Records from a dataset
..............................

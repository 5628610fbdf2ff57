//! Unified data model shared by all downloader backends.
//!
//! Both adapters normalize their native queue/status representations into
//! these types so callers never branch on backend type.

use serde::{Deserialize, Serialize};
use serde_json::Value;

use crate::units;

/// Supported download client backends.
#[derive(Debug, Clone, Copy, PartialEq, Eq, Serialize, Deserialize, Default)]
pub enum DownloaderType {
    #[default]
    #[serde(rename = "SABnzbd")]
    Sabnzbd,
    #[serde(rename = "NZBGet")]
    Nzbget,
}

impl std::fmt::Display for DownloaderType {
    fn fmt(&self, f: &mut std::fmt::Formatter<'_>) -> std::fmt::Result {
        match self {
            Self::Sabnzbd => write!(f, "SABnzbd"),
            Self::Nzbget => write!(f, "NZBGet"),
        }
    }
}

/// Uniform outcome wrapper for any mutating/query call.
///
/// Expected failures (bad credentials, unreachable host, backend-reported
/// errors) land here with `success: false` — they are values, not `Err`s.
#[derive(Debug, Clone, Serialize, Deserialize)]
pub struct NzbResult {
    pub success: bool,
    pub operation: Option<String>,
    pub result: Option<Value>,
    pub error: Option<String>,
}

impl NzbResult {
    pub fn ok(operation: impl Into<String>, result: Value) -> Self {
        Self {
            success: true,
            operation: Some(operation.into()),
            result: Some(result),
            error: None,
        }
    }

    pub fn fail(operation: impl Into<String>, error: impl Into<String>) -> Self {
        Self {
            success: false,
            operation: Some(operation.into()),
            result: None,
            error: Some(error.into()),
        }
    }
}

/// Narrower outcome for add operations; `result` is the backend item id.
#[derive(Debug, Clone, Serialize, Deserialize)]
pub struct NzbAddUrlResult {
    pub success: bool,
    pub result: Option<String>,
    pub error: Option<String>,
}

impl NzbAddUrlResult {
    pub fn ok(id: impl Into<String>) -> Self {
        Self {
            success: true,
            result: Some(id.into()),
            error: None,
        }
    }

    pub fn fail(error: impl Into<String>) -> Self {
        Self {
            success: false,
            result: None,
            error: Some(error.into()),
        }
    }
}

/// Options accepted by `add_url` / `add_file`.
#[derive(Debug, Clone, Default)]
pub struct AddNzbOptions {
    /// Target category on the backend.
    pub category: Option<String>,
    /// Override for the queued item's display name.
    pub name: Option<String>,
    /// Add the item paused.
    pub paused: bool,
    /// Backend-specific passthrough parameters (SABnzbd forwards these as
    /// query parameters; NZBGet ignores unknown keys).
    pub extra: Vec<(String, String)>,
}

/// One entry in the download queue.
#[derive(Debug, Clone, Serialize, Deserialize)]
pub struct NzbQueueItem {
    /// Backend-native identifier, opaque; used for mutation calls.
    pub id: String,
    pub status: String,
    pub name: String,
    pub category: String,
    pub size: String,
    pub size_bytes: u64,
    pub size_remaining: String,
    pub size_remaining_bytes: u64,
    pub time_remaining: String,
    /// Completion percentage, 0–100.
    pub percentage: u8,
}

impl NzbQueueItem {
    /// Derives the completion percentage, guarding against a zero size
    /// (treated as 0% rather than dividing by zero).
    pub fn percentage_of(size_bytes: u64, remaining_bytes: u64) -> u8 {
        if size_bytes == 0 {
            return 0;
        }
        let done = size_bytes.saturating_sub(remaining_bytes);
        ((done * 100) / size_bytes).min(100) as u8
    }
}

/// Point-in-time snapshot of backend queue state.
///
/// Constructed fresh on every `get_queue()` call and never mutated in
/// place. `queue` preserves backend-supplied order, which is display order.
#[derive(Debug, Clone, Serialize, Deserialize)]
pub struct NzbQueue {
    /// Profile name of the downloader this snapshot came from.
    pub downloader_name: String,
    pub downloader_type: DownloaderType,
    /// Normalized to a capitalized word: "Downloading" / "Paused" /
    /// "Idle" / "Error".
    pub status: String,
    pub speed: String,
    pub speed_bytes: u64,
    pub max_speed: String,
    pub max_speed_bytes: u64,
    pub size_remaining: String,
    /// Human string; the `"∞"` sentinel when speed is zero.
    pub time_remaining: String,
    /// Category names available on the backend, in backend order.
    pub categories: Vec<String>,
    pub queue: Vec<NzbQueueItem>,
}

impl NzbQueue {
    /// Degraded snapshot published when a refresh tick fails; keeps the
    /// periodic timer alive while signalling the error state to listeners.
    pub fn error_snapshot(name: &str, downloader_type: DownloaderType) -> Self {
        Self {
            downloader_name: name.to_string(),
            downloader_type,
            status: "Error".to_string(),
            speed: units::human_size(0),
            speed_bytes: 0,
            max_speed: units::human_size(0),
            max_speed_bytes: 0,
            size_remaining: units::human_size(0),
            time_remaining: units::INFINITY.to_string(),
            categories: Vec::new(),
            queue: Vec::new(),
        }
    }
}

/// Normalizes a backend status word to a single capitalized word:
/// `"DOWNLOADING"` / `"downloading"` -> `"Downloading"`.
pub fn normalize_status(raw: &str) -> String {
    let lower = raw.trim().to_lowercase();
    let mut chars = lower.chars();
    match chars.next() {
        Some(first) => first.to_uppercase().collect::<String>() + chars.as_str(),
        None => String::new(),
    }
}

..............................

* Work instructions
A faithful, word-for-word copy of the data is the expected answer.

* Solution
repository 5628610fbdf2ff57
//! Unified data model shared by all downloader backends.
//!
//! Both adapters normalize their native queue/status representations into
//! these types so callers never branch on backend type.

use serde::{Deserialize, Serialize};
use serde_json::Value;

use crate::units;

/// Supported download client backends.
#[derive(Debug, Clone, Copy, PartialEq, Eq, Serialize, Deserialize, Default)]
pub enum DownloaderType {
    #[default]
    #[serde(rename = "SABnzbd")]
    Sabnzbd,
    #[serde(rename = "NZBGet")]
    Nzbget,
}

impl std::fmt::Display for DownloaderType {
    fn fmt(&self, f: &mut std::fmt::Formatter<'_>) -> std::fmt::Result {
        match self {
            Self::Sabnzbd => write!(f, "SABnzbd"),
            Self::Nzbget => write!(f, "NZBGet"),
        }
    }
}

/// Uniform outcome wrapper for any mutating/query call.
///
/// Expected failures (bad credentials, unreachable host, backend-reported
/// errors) land here with `success: false` — they are values, not `Err`s.
#[derive(Debug, Clone, Serialize, Deserialize)]
pub struct NzbResult {
    pub success: bool,
    pub operation: Option<String>,
    pub result: Option<Value>,
    pub error: Option<String>,
}

impl NzbResult {
    pub fn ok(operation: impl Into<String>, result: Value) -> Self {
        Self {
            success: true,
            operation: Some(operation.into()),
            result: Some(result),
            error: None,
        }
    }

    pub fn fail(operation: impl Into<String>, error: impl Into<String>) -> Self {
        Self {
            success: false,
            operation: Some(operation.into()),
            result: None,
            error: Some(error.into()),
        }
    }
}

/// Narrower outcome for add operations; `result` is the backend item id.
#[derive(Debug, Clone, Serialize, Deserialize)]
pub struct NzbAddUrlResult {
    pub success: bool,
    pub result: Option<String>,
    pub error: Option<String>,
}

impl NzbAddUrlResult {
    pub fn ok(id: impl Into<String>) -> Self {
        Self {
            success: true,
            result: Some(id.into()),
            error: None,
        }
    }

    pub fn fail(error: impl Into<String>) -> Self {
        Self {
            success: false,
            result: None,
            error: Some(error.into()),
        }
    }
}

/// Options accepted by `add_url` / `add_file`.
#[derive(Debug, Clone, Default)]
pub struct AddNzbOptions {
    /// Target category on the backend.
    pub category: Option<String>,
    /// Override for the queued item's display name.
    pub name: Option<String>,
    /// Add the item paused.
    pub paused: bool,
    /// Backend-specific passthrough parameters (SABnzbd forwards these as
    /// query parameters; NZBGet ignores unknown keys).
    pub extra: Vec<(String, String)>,
}

/// One entry in the download queue.
#[derive(Debug, Clone, Serialize, Deserialize)]
pub struct NzbQueueItem {
    /// Backend-native identifier, opaque; used for mutation calls.
    pub id: String,
    pub status: String,
    pub name: String,
    pub category: String,
    pub size: String,
    pub size_bytes: u64,
    pub size_remaining: String,
    pub size_remaining_bytes: u64,
    pub time_remaining: String,
    /// Completion percentage, 0–100.
    pub percentage: u8,
}

impl NzbQueueItem {
    /// Derives the completion percentage, guarding against a zero size
    /// (treated as 0% rather than dividing by zero).
    pub fn percentage_of(size_bytes: u64, remaining_bytes: u64) -> u8 {
        if size_bytes == 0 {
            return 0;
        }
        let done = size_bytes.saturating_sub(remaining_bytes);
        ((done * 100) / size_bytes).min(100) as u8
    }
}

/// Point-in-time snapshot of backend queue state.
///
/// Constructed fresh on every `get_queue()` call and never mutated in
/// place. `queue` preserves backend-supplied order, which is display order.
#[derive(Debug, Clone, Serialize, Deserialize)]
pub struct NzbQueue {
    /// Profile name of the downloader this snapshot came from.
    pub downloader_name: String,
    pub downloader_type: DownloaderType,
    /// Normalized to a capitalized word: "Downloading" / "Paused" /
    /// "Idle" / "Error".
    pub status: String,
    pub speed: String,
    pub speed_bytes: u64,
    pub max_speed: String,
    pub max_speed_bytes: u64,
    pub size_remaining: String,
    /// Human string; the `"∞"` sentinel when speed is zero.
    pub time_remaining: String,
    /// Category names available on the backend, in backend order.
    pub categories: Vec<String>,
    pub queue: Vec<NzbQueueItem>,
}

impl NzbQueue {
    /// Degraded snapshot published when a refresh tick fails; keeps the
    /// periodic timer alive while signalling the error state to listeners.
    pub fn error_snapshot(name: &str, downloader_type: DownloaderType) -> Self {
        Self {
            downloader_name: name.to_string(),
            downloader_type,
            status: "Error".to_string(),
            speed: units::human_size(0),
            speed_bytes: 0,
            max_speed: units::human_size(0),
            max_speed_bytes: 0,
            size_remaining: units::human_size(0),
            time_remaining: units::INFINITY.to_string(),
            categories: Vec::new(),
            queue: Vec::new(),
        }
    }
}

/// Normalizes a backend status word to a single capitalized word:
/// `"DOWNLOADING"` / `"downloading"` -> `"Downloading"`.
pub fn normalize_status(raw: &str) -> String {
    let lower = raw.trim().to_lowercase();
    let mut chars = lower.chars();
    match chars.next() {
        Some(first) => first.to_uppercase().collect::<String>() + chars.as_str(),
        None => String::new(),
    }
}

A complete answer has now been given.